(TASK INSTRUCTIONS): Scan the entries for "count". Every line that holds it is to be copied.

(DATA FOR PROCESSING):

- Opening Delimiter -

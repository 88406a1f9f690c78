use crate::bridge::ItemBridge;
use crate::config::SinkConfig;
use crate::error::Result;
use crate::shutdown::TeardownReport;

/// Sync block that feeds every item into a shell command's stdin. The command's
/// stdout is the host process's stdout.
pub struct PipeSink {
    in_item_size: usize,
    bridge: ItemBridge,
}

impl PipeSink {
    pub fn new(config: SinkConfig) -> Result<Self> {
        config.validate()?;
        let bridge = ItemBridge::sink(
            config.spawner.as_ref(),
            &config.command,
            config.in_item_size,
            config.unbuffered,
        )?;

        tracing::debug!(
            pid = bridge.pid(),
            in_item_size = config.in_item_size,
            unbuffered = config.unbuffered,
            "Pipe sink ready"
        );

        Ok(Self {
            in_item_size: config.in_item_size,
            bridge,
        })
    }

    pub fn in_item_size(&self) -> usize {
        self.in_item_size
    }

    pub fn pid(&self) -> i32 {
        self.bridge.pid()
    }

    pub fn set_unbuffered(&mut self, unbuffered: bool) {
        self.bridge.set_unbuffered(unbuffered);
    }

    /// Offer every whole item in `input`; returns how many the child accepted.
    pub fn work(&mut self, input: &[u8]) -> Result<usize> {
        let nitems = input.len() / self.in_item_size;
        Ok(self.bridge.write_input(input, nitems)?)
    }

    pub fn shutdown(&mut self) -> Option<TeardownReport> {
        self.bridge.shutdown()
    }
}
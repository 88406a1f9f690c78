//! Input requirements for a requested amount of output.

use crate::error::ConfigError;

/// Converts a requested output item count into the input item count the runtime
/// must make available, using a fixed output-per-input rate.
#[derive(Debug, Clone, Copy, PartialEq)]
pub struct RateForecaster {
    relative_rate: f64,
}

impl RateForecaster {
    pub fn new(relative_rate: f64) -> Result<Self, ConfigError> {
        if !relative_rate.is_finite() || relative_rate <= 0.0 {
            return Err(ConfigError::InvalidRelativeRate(relative_rate));
        }
        Ok(Self { relative_rate })
    }

    pub fn relative_rate(&self) -> f64 {
        self.relative_rate
    }

    /// `ceil(noutput_items / relative_rate)`: the smallest input count `k` with
    /// `k * relative_rate >= noutput_items`.
    ///
    /// The rounded quotient can sit one past or one short of that count (`3 / 0.1`
    /// rounds to just above 30), so the neighbour is checked by multiplying back.
    pub fn forecast(&self, noutput_items: usize) -> usize {
        let n = noutput_items as f64;
        let rate = self.relative_rate;
        let mut k = (n / rate).ceil();
        if k >= 1.0 && (k - 1.0) * rate >= n {
            k -= 1.0;
        } else if k * rate < n {
            k += 1.0;
        }
        k as usize
    }
}
//! Stream blocks that own an [`ItemBridge`](crate::bridge::ItemBridge).
//!
//! - **filter**: general block, items flow both ways at a fixed relative rate
//! - **sink**: sync block, items only flow into the child

pub mod filter;
pub mod sink;

/// Items moved by one `general_work` call.
#[derive(Debug, Clone, Copy, Default, PartialEq, Eq)]
pub struct WorkOutput {
    /// Output items written; the runtime advances its output buffer by this much.
    pub produced: usize,
    /// Input items taken; the rest stay queued for the next call.
    pub consumed: usize,
}
use crate::block::WorkOutput;
use crate::bridge::ItemBridge;
use crate::config::FilterConfig;
use crate::error::Result;
use crate::forecast::RateForecaster;
use crate::shutdown::TeardownReport;

/// General block that runs each cycle's items through a shell command.
///
/// The runtime calls [`forecast`](PipeFilter::forecast) to size the input it
/// provides, then [`general_work`](PipeFilter::general_work) once per
/// scheduling pass.
pub struct PipeFilter {
    in_item_size: usize,
    out_item_size: usize,
    forecaster: RateForecaster,
    bridge: ItemBridge,
    done: bool,
}

impl PipeFilter {
    pub fn new(config: FilterConfig) -> Result<Self> {
        config.validate()?;
        let forecaster = RateForecaster::new(config.relative_rate)?;
        let bridge = ItemBridge::filter(
            config.spawner.as_ref(),
            &config.command,
            config.in_item_size,
            config.out_item_size,
            config.unbuffered,
        )?;

        tracing::debug!(
            pid = bridge.pid(),
            in_item_size = config.in_item_size,
            out_item_size = config.out_item_size,
            relative_rate = config.relative_rate,
            unbuffered = config.unbuffered,
            "Pipe filter ready"
        );

        Ok(Self {
            in_item_size: config.in_item_size,
            out_item_size: config.out_item_size,
            forecaster,
            bridge,
            done: false,
        })
    }

    pub fn in_item_size(&self) -> usize {
        self.in_item_size
    }

    pub fn out_item_size(&self) -> usize {
        self.out_item_size
    }

    pub fn relative_rate(&self) -> f64 {
        self.forecaster.relative_rate()
    }

    pub fn pid(&self) -> i32 {
        self.bridge.pid()
    }

    /// Input items required before producing `noutput_items`.
    pub fn forecast(&self, noutput_items: usize) -> usize {
        self.forecaster.forecast(noutput_items)
    }

    pub fn set_unbuffered(&mut self, unbuffered: bool) {
        self.bridge.set_unbuffered(unbuffered);
    }

    /// True once the child has closed its stdout and everything it wrote has
    /// been produced.
    pub fn is_done(&self) -> bool {
        self.done
    }

    /// Read up to `noutput_items` items into `output`, then offer `input` to the
    /// child. Either count may be zero when the pipes are not ready.
    pub fn general_work(
        &mut self,
        noutput_items: usize,
        input: &[u8],
        output: &mut [u8],
    ) -> Result<WorkOutput> {
        if self.done {
            return Ok(WorkOutput::default());
        }

        let ninput_items = input.len() / self.in_item_size;
        let noutput_items = noutput_items.min(output.len() / self.out_item_size);
        let report = self
            .bridge
            .cycle(output, noutput_items, input, ninput_items)?;

        if report.output_closed && report.produced == 0 {
            tracing::debug!(pid = self.bridge.pid(), "Child closed stdout");
            self.done = true;
        }

        Ok(WorkOutput {
            produced: report.produced,
            consumed: report.consumed,
        })
    }

    /// Signal end of input. Staged items are delivered as the pipe takes them,
    /// then the child's stdin is closed; neither step blocks. Keep calling
    /// `general_work` until [`is_done`](Self::is_done).
    pub fn finish_input(&mut self) -> Result<()> {
        self.bridge.finish_input()?;
        Ok(())
    }

    /// Run teardown now instead of on drop. Only the first call reports.
    pub fn shutdown(&mut self) -> Option<TeardownReport> {
        self.bridge.shutdown()
    }
}

#[cfg(test)]
mod tests {
    use std::time::{Duration, Instant};

    use super::*;
    use crate::error::{BlockError, ConfigError, TransferError};
    use crate::process::ChildExit;

    fn run_to_completion(
        filter: &mut PipeFilter,
        data: &[u8],
        noutput_items: usize,
    ) -> Vec<u8> {
        let deadline = Instant::now() + Duration::from_secs(10);
        let mut pending = data.to_vec();
        let mut produced = Vec::new();
        let mut output = vec![0u8; noutput_items * filter.out_item_size()];
        let mut finished = false;

        while !filter.is_done() {
            assert!(Instant::now() < deadline, "filter did not finish");
            let work = filter
                .general_work(noutput_items, &pending, &mut output)
                .unwrap();
            produced.extend_from_slice(&output[..work.produced * filter.out_item_size()]);
            pending.drain(..work.consumed * filter.in_item_size());

            if pending.is_empty() && !finished {
                filter.finish_input().unwrap();
                finished = true;
            }
            if work == WorkOutput::default() {
                std::thread::sleep(Duration::from_millis(1));
            }
        }
        produced
    }

    #[test]
    fn forecast_uses_relative_rate() {
        let filter = PipeFilter::new(FilterConfig::new("cat").with_relative_rate(2.0)).unwrap();
        assert_eq!(filter.relative_rate(), 2.0);
        assert_eq!(filter.forecast(100), 50);
        assert_eq!(filter.forecast(0), 0);
    }

    #[test]
    fn invalid_config_never_spawns() {
        let err = PipeFilter::new(FilterConfig::new("cat").with_in_item_size(0))
            .err()
            .unwrap();
        assert!(matches!(
            err,
            BlockError::Config(ConfigError::ZeroItemSize { which: "input" })
        ));
    }

    #[test]
    fn doubles_items_at_rate_two() {
        // every character is repeated, so output runs at about twice the input rate
        let config = FilterConfig::new("sed 's/./&&/g'").with_relative_rate(2.0);
        let mut filter = PipeFilter::new(config).unwrap();

        let produced = run_to_completion(&mut filter, b"abc\n", 8);
        assert_eq!(produced, b"aabbcc\n");
    }

    #[test]
    fn mixed_item_sizes() {
        // four 1-byte items in, one 4-byte item out
        let config = FilterConfig::new("cat")
            .with_in_item_size(1)
            .with_out_item_size(4)
            .with_relative_rate(0.25)
            .with_unbuffered(true);
        let mut filter = PipeFilter::new(config).unwrap();

        let produced = run_to_completion(&mut filter, b"0123456789ab", 2);
        assert_eq!(produced, b"0123456789ab");
        assert_eq!(filter.forecast(3), 12);
    }

    #[test]
    fn done_filter_reports_no_progress() {
        let mut filter = PipeFilter::new(FilterConfig::new("true")).unwrap();
        let produced = run_to_completion(&mut filter, b"", 4);
        assert!(produced.is_empty());

        let mut output = [0u8; 4];
        let work = filter.general_work(4, b"zz", &mut output).unwrap();
        assert_eq!(work, WorkOutput::default());
    }

    #[test]
    fn teardown_reports_exit_code() {
        let mut filter = PipeFilter::new(FilterConfig::new("exit 3")).unwrap();
        let report = filter.shutdown().unwrap();
        assert_eq!(report.exit, ChildExit::Exited { code: 3 });
        assert!(filter.shutdown().is_none());

        let mut output = [0u8; 1];
        let err = filter.general_work(1, b"", &mut output).unwrap_err();
        assert!(matches!(
            err,
            BlockError::Transfer(TransferError::Closed("bridge"))
        ));
    }

    #[test]
    fn drop_runs_teardown() {
        let dir = tempfile::tempdir().unwrap();
        let marker = dir.path().join("stdin-closed");
        let command = format!("cat > /dev/null; touch '{}'", marker.display());

        let filter = PipeFilter::new(FilterConfig::new(command)).unwrap();
        drop(filter);

        // teardown closed stdin, then waited for the child to finish
        assert!(marker.exists());
    }
}
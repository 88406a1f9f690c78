//! Child process creation: two pipes, one fork, `sh -c <command>`.
//!
//! Between `fork()` and `execv()` the child may only make async-signal-safe
//! calls, so everything that allocates (argv, the pointer array) is prepared in
//! the parent beforehand.

use std::ffi::{CStr, CString};
use std::os::fd::{AsRawFd, FromRawFd, OwnedFd};
use std::os::unix::ffi::OsStrExt;
use std::path::PathBuf;

use nix::fcntl::{FcntlArg, FdFlag, fcntl};
use nix::sys::signal::{SigHandler, SigSet, SigmaskHow, Signal, signal, sigprocmask};
use nix::unistd::{ForkResult, dup2, fork};

use crate::endpoint::{Direction, PipeEndpoint};
use crate::error::SpawnError;
use crate::process::ChildProcess;

/// Exit code of a child whose descriptor setup or exec failed.
const EXEC_FAILED: i32 = 127;

/// Where the child's standard output goes.
#[derive(Debug, Clone, Copy, PartialEq, Eq)]
pub enum StdoutMode {
    /// A pipe back to the parent (filter).
    Piped,
    /// Shared with the parent's stdout (sink).
    Inherit,
}

/// Parent-side handles for a freshly spawned child.
#[derive(Debug)]
pub struct SpawnedProcess {
    pub stdin: PipeEndpoint,
    pub stdout: Option<PipeEndpoint>,
    pub child: ChildProcess,
}

/// Extension point for different process creation strategies.
pub trait ProcessSpawner: Send + Sync {
    fn spawn(&self, command: &str, stdout: StdoutMode) -> Result<SpawnedProcess, SpawnError>;
}

/// Runs the command through a POSIX shell, with full shell semantics.
#[derive(Debug, Clone)]
pub struct ShellSpawner {
    shell: PathBuf,
}

impl Default for ShellSpawner {
    fn default() -> Self {
        Self {
            shell: PathBuf::from("/bin/sh"),
        }
    }
}

impl ShellSpawner {
    pub fn new() -> Self {
        Self::default()
    }

    pub fn with_shell(mut self, shell: impl Into<PathBuf>) -> Self {
        self.shell = shell.into();
        self
    }
}

impl ProcessSpawner for ShellSpawner {
    fn spawn(&self, command: &str, stdout: StdoutMode) -> Result<SpawnedProcess, SpawnError> {
        let shell = CString::new(self.shell.as_os_str().as_bytes())
            .map_err(|_| SpawnError::InvalidCommand(self.shell.display().to_string()))?;
        let argv = [
            c"sh".to_owned(),
            c"-c".to_owned(),
            CString::new(command).map_err(|_| SpawnError::InvalidCommand(command.to_string()))?,
        ];
        let argv_ptrs: [*const libc::c_char; 4] = [
            argv[0].as_ptr(),
            argv[1].as_ptr(),
            argv[2].as_ptr(),
            std::ptr::null(),
        ];

        let (stdin_read, stdin_write) = cloexec_pipe().map_err(|e| {
            tracing::error!(error = %e, "pipe() failed for child stdin");
            SpawnError::Pipe(e)
        })?;
        // The stdin pair is closed on drop if this fails.
        let stdout_pipe = match stdout {
            StdoutMode::Piped => Some(cloexec_pipe().map_err(|e| {
                tracing::error!(error = %e, "pipe() failed for child stdout");
                SpawnError::Pipe(e)
            })?),
            StdoutMode::Inherit => None,
        };

        // Safety: the child branch only calls async-signal-safe functions
        // (sigprocmask, signal, fcntl, dup2, close, execv, _exit) before replacing its image.
        match unsafe { fork() } {
            Err(e) => {
                tracing::error!(error = %e, "fork() failed");
                Err(SpawnError::Fork(e))
            }
            Ok(ForkResult::Child) => {
                exec_child(&shell, &argv_ptrs, stdin_read, stdin_write, stdout_pipe)
            }
            Ok(ForkResult::Parent { child }) => {
                let mut child = ChildProcess::new(child);
                tracing::info!(pid = child.pid(), command, "Spawned child process");

                drop(stdin_read);
                let stdout_read = stdout_pipe.map(|(read, write)| {
                    drop(write);
                    read
                });

                match configure_parent_ends(stdin_write, stdout_read) {
                    Ok((stdin, stdout)) => Ok(SpawnedProcess {
                        stdin,
                        stdout,
                        child,
                    }),
                    Err(e) => {
                        // Our ends are closed by now, so the child sees EOF on stdin
                        // and EPIPE on stdout. Reap it rather than leave a zombie.
                        let exit = child.reap();
                        tracing::warn!(
                            pid = child.pid(),
                            %exit,
                            "Reaped child after setup failure"
                        );
                        Err(e)
                    }
                }
            }
        }
    }
}

/// A pipe whose ends are close-on-exec from the start, so a child forked by
/// another thread never inherits them.
#[cfg(not(target_vendor = "apple"))]
fn cloexec_pipe() -> nix::Result<(OwnedFd, OwnedFd)> {
    nix::unistd::pipe2(nix::fcntl::OFlag::O_CLOEXEC)
}

// No pipe2 here; the flag is set right after creation.
#[cfg(target_vendor = "apple")]
fn cloexec_pipe() -> nix::Result<(OwnedFd, OwnedFd)> {
    let (read, write) = nix::unistd::pipe()?;
    for fd in [&read, &write] {
        fcntl(fd, FcntlArg::F_SETFD(FdFlag::FD_CLOEXEC))?;
    }
    Ok((read, write))
}

fn configure_parent_ends(
    stdin_write: OwnedFd,
    stdout_read: Option<OwnedFd>,
) -> Result<(PipeEndpoint, Option<PipeEndpoint>), SpawnError> {
    let stdin = PipeEndpoint::configure(stdin_write, Direction::WriteToChild)?;
    let stdout = stdout_read
        .map(|fd| PipeEndpoint::configure(fd, Direction::ReadFromChild))
        .transpose()?;
    Ok((stdin, stdout))
}

/// Child side of the fork. Never returns.
fn exec_child(
    shell: &CStr,
    argv: &[*const libc::c_char; 4],
    stdin_read: OwnedFd,
    stdin_write: OwnedFd,
    stdout_pipe: Option<(OwnedFd, OwnedFd)>,
) -> ! {
    // Restore default signal state; the parent may ignore SIGPIPE or block signals,
    // and both survive exec.
    let _ = sigprocmask(SigmaskHow::SIG_SETMASK, Some(&SigSet::empty()), None);
    // Safety: resetting to the default disposition installs no handler.
    let _ = unsafe { signal(Signal::SIGPIPE, SigHandler::SigDfl) };

    if redirect(stdin_read, libc::STDIN_FILENO).is_err() {
        exit_child();
    }
    drop(stdin_write);

    if let Some((stdout_read, stdout_write)) = stdout_pipe {
        if redirect(stdout_write, libc::STDOUT_FILENO).is_err() {
            exit_child();
        }
        drop(stdout_read);
    }

    // Safety: shell and argv point at NUL-terminated strings owned by the parent
    // frame, which the forked child still has mapped; argv is NULL-terminated.
    unsafe {
        libc::execv(shell.as_ptr(), argv.as_ptr());
    }
    exit_child()
}

/// Install `fd` as the child's `target` descriptor and close the original.
fn redirect(fd: OwnedFd, target: i32) -> nix::Result<()> {
    if fd.as_raw_fd() == target {
        // Already in place; dup2 would not clear close-on-exec, so do it here.
        fcntl(&fd, FcntlArg::F_SETFD(FdFlag::empty()))?;
        std::mem::forget(fd);
        return Ok(());
    }
    // Safety: target is a standard descriptor number owned by the child process.
    let mut target_fd = unsafe { OwnedFd::from_raw_fd(target) };
    let result = dup2(&fd, &mut target_fd);
    std::mem::forget(target_fd); // stays open as the child's stdio
    result
}

fn exit_child() -> ! {
    // Safety: _exit skips atexit handlers and stdio flushing inherited from the parent.
    unsafe { libc::_exit(EXEC_FAILED) }
}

- Closing Delimiter -

(TASK ANSWER):
/// Converts a requested output item count into the input item count the runtime
    /// `ceil(noutput_items / relative_rate)`: the smallest input count `k` with
    /// The rounded quotient can sit one past or one short of that count (`3 / 0.1`
    /// child. Either count may be zero when the pipes are not ready.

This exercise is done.